Task to complete:
Using the records below, output the stretch that opens with the line containing "StorageRecord::new(*digest, is_create)" and closes with the line containing "let prior = blocks.get(rd.digest()).map(|b|", exactly and including both lines, with nothing more.
==*==
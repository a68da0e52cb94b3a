//! In-memory storage engine
//!
//! Stores each record as a self-checking block in a hash map keyed by digest.
//! Enforces a maximum record size and a total device capacity, counts writes
//! per write-buffer class, and tracks open handles so callers can verify
//! every handle is closed.
//!
//! Each block remembers the record instance that wrote it. `destroy` only
//! removes a block still owned by the given instance, so reclaiming a
//! deleted record never touches a newer record for the same digest.
//!
//! # Block Layout
//!
//! ```text
//! ┌────────────┬──────────┬───────────────┬───────────┬────────────┬──────────┬──────────┐
//! │ Magic (2)  │ Gen (2)  │ LUT (8)       │ Void (4)  │ NBins (2)  │ Len (4)  │ Pickle   │
//! └────────────┴──────────┴───────────────┴───────────┴────────────┴──────────┴──────────┘
//! followed by CRC32 (4) over everything before it
//! ```
//!
//! # Fault injection
//!
//! `fail_next_write` and `fail_next_read` arm a one-shot error returned by
//! the next `write` or `read`.

use byteorder::{BigEndian, ByteOrder, WriteBytesExt};
use parking_lot::{Mutex, RwLock};
use rustc_hash::FxHashMap;
use std::sync::atomic::{AtomicI64, AtomicU64, Ordering};
use strata_core::{Digest, Generation, StorageError, WriteBuffer};
use tracing::debug;

use crate::device::{StorageEngine, StorageRecord, StoredBlock};
use crate::record::{Record, RecordMeta};

const BLOCK_MAGIC: u16 = 0x5352;
const HEADER_LEN: usize = 2 + 2 + 8 + 4 + 2 + 4;
const CRC_LEN: usize = 4;

/// Error code reported when a stored block fails its checksum
const CORRUPT_BLOCK_CODE: u8 = 1;

#[derive(Debug)]
struct Block {
    owner: u64,
    bytes: Vec<u8>,
}

/// In-memory storage engine
#[derive(Debug)]
pub struct MemoryDevice {
    blocks: RwLock<FxHashMap<Digest, Block>>,
    max_record_size: usize,
    capacity: u64,
    used_bytes: AtomicU64,
    writes: [AtomicU64; 3],
    open_handles: AtomicI64,
    fail_next: Mutex<Option<StorageError>>,
    fail_next_read: Mutex<Option<StorageError>>,
}

impl MemoryDevice {
    /// Create a device with a per-record size limit and total capacity
    pub fn new(max_record_size: usize, capacity: u64) -> Self {
        MemoryDevice {
            blocks: RwLock::new(FxHashMap::default()),
            max_record_size,
            capacity,
            used_bytes: AtomicU64::new(0),
            writes: Default::default(),
            open_handles: AtomicI64::new(0),
            fail_next: Mutex::new(None),
            fail_next_read: Mutex::new(None),
        }
    }

    /// Make the next `write` fail with `error`
    pub fn fail_next_write(&self, error: StorageError) {
        *self.fail_next.lock() = Some(error);
    }

    /// Make the next `read` fail with `error`
    pub fn fail_next_read(&self, error: StorageError) {
        *self.fail_next_read.lock() = Some(error);
    }

    /// Bytes held by stored blocks
    pub fn used_bytes(&self) -> u64 {
        self.used_bytes.load(Ordering::Relaxed)
    }

    /// Number of stored records
    pub fn record_count(&self) -> usize {
        self.blocks.read().len()
    }

    /// Whether a block is stored for `digest`
    pub fn contains(&self, digest: &Digest) -> bool {
        self.blocks.read().contains_key(digest)
    }

    /// Successful writes through a write-buffer class
    pub fn writes(&self, write_buffer: WriteBuffer) -> u64 {
        self.writes[buffer_index(write_buffer)].load(Ordering::Relaxed)
    }

    /// Handles opened and not yet closed
    pub fn open_handles(&self) -> i64 {
        self.open_handles.load(Ordering::Relaxed)
    }

    fn encode(meta: &RecordMeta, n_bins: u16, pickle: &[u8]) -> Vec<u8> {
        let mut buf = Vec::with_capacity(HEADER_LEN + pickle.len() + CRC_LEN);
        // Writes into a Vec cannot fail.
        let _ = buf.write_u16::<BigEndian>(BLOCK_MAGIC);
        let _ = buf.write_u16::<BigEndian>(meta.generation.get());
        let _ = buf.write_u64::<BigEndian>(meta.last_update_time);
        let _ = buf.write_u32::<BigEndian>(meta.void_time);
        let _ = buf.write_u16::<BigEndian>(n_bins);
        let _ = buf.write_u32::<BigEndian>(pickle.len() as u32);
        buf.extend_from_slice(pickle);
        let crc = crc32fast::hash(&buf);
        let _ = buf.write_u32::<BigEndian>(crc);
        buf
    }

    fn decode(block: &[u8]) -> Option<StoredBlock> {
        if block.len() < HEADER_LEN + CRC_LEN {
            return None;
        }
        let (body, trailer) = block.split_at(block.len() - CRC_LEN);
        if crc32fast::hash(body) != BigEndian::read_u32(trailer) {
            return None;
        }
        if BigEndian::read_u16(&body[0..2]) != BLOCK_MAGIC {
            return None;
        }
        let len = BigEndian::read_u32(&body[18..22]) as usize;
        let pickle = body.get(HEADER_LEN..)?;
        if pickle.len() != len {
            return None;
        }

        Some(StoredBlock {
            meta: RecordMeta {
                generation: Generation::new(BigEndian::read_u16(&body[2..4])),
                last_update_time: BigEndian::read_u64(&body[4..12]),
                void_time: BigEndian::read_u32(&body[12..16]),
            },
            n_bins: BigEndian::read_u16(&body[16..18]),
            pickle: pickle.to_vec(),
        })
    }

    fn open_handle<'a>(&self, digest: &Digest, is_create: bool) -> StorageRecord<'a> {
        self.open_handles.fetch_add(1, Ordering::Relaxed);
        StorageRecord::new(*digest, is_create)
    }
}

impl StorageEngine for MemoryDevice {
    fn create<'a>(&self, digest: &Digest) -> StorageRecord<'a> {
        self.open_handle(digest, true)
    }

    fn open<'a>(&self, digest: &Digest) -> StorageRecord<'a> {
        self.open_handle(digest, false)
    }

    fn write(&self, rd: &StorageRecord<'_>, record: &Record) -> Result<(), StorageError> {
        if let Some(error) = self.fail_next.lock().take() {
            debug!(target: "strata::device", digest = %rd.digest(), %error, "injected write failure");
            return Err(error);
        }

        let block = Self::encode(&record.meta, rd.n_bins(), rd.pickle().unwrap_or(&[]));
        if block.len() > self.max_record_size {
            return Err(StorageError::RecordTooBig);
        }

        let mut blocks = self.blocks.write();
        let prior = blocks.get(rd.digest()).map(|b| b.bytes.len()).unwrap_or(0) as u64;
        let used = self.used_bytes.load(Ordering::Relaxed);
        if used - prior + block.len() as u64 > self.capacity {
            return Err(StorageError::DeviceFull);
        }

        self.used_bytes
            .store(used - prior + block.len() as u64, Ordering::Relaxed);
        blocks.insert(
            *rd.digest(),
            Block {
                owner: record.instance(),
                bytes: block,
            },
        );
        self.writes[buffer_index(rd.write_buffer())].fetch_add(1, Ordering::Relaxed);
        Ok(())
    }

    fn read(&self, digest: &Digest) -> Result<Option<StoredBlock>, StorageError> {
        if let Some(error) = self.fail_next_read.lock().take() {
            debug!(target: "strata::device", %digest, %error, "injected read failure");
            return Err(error);
        }

        match self.blocks.read().get(digest) {
            None => Ok(None),
            Some(block) => Self::decode(&block.bytes)
                .map(Some)
                .ok_or(StorageError::Io(CORRUPT_BLOCK_CODE)),
        }
    }

    fn close(&self, _rd: StorageRecord<'_>) {
        self.open_handles.fetch_sub(1, Ordering::Relaxed);
    }

    fn destroy(&self, digest: &Digest, instance: u64) {
        let mut blocks = self.blocks.write();
        if blocks.get(digest).map(|b| b.owner) != Some(instance) {
            return;
        }
        if let Some(block) = blocks.remove(digest) {
            self.used_bytes
                .fetch_sub(block.bytes.len() as u64, Ordering::Relaxed);
        }
    }
}

fn buffer_index(write_buffer: WriteBuffer) -> usize {
    match write_buffer {
        WriteBuffer::Master => 0,
        WriteBuffer::Prole => 1,
        WriteBuffer::Uncached => 2,
    }
}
==*==
Your solution:
        StorageRecord::new(*digest, is_create)
    }
}

impl StorageEngine for MemoryDevice {
    fn create<'a>(&self, digest: &Digest) -> StorageRecord<'a> {
        self.open_handle(digest, true)
    }

    fn open<'a>(&self, digest: &Digest) -> StorageRecord<'a> {
        self.open_handle(digest, false)
    }

    fn write(&self, rd: &StorageRecord<'_>, record: &Record) -> Result<(), StorageError> {
        if let Some(error) = self.fail_next.lock().take() {
            debug!(target: "strata::device", digest = %rd.digest(), %error, "injected write failure");
            return Err(error);
        }

        let block = Self::encode(&record.meta, rd.n_bins(), rd.pickle().unwrap_or(&[]));
        if block.len() > self.max_record_size {
            return Err(StorageError::RecordTooBig);
        }

        let mut blocks = self.blocks.write();
        let prior = blocks.get(rd.digest()).map(|b| b.bytes.len()).unwrap_or(0) as u64;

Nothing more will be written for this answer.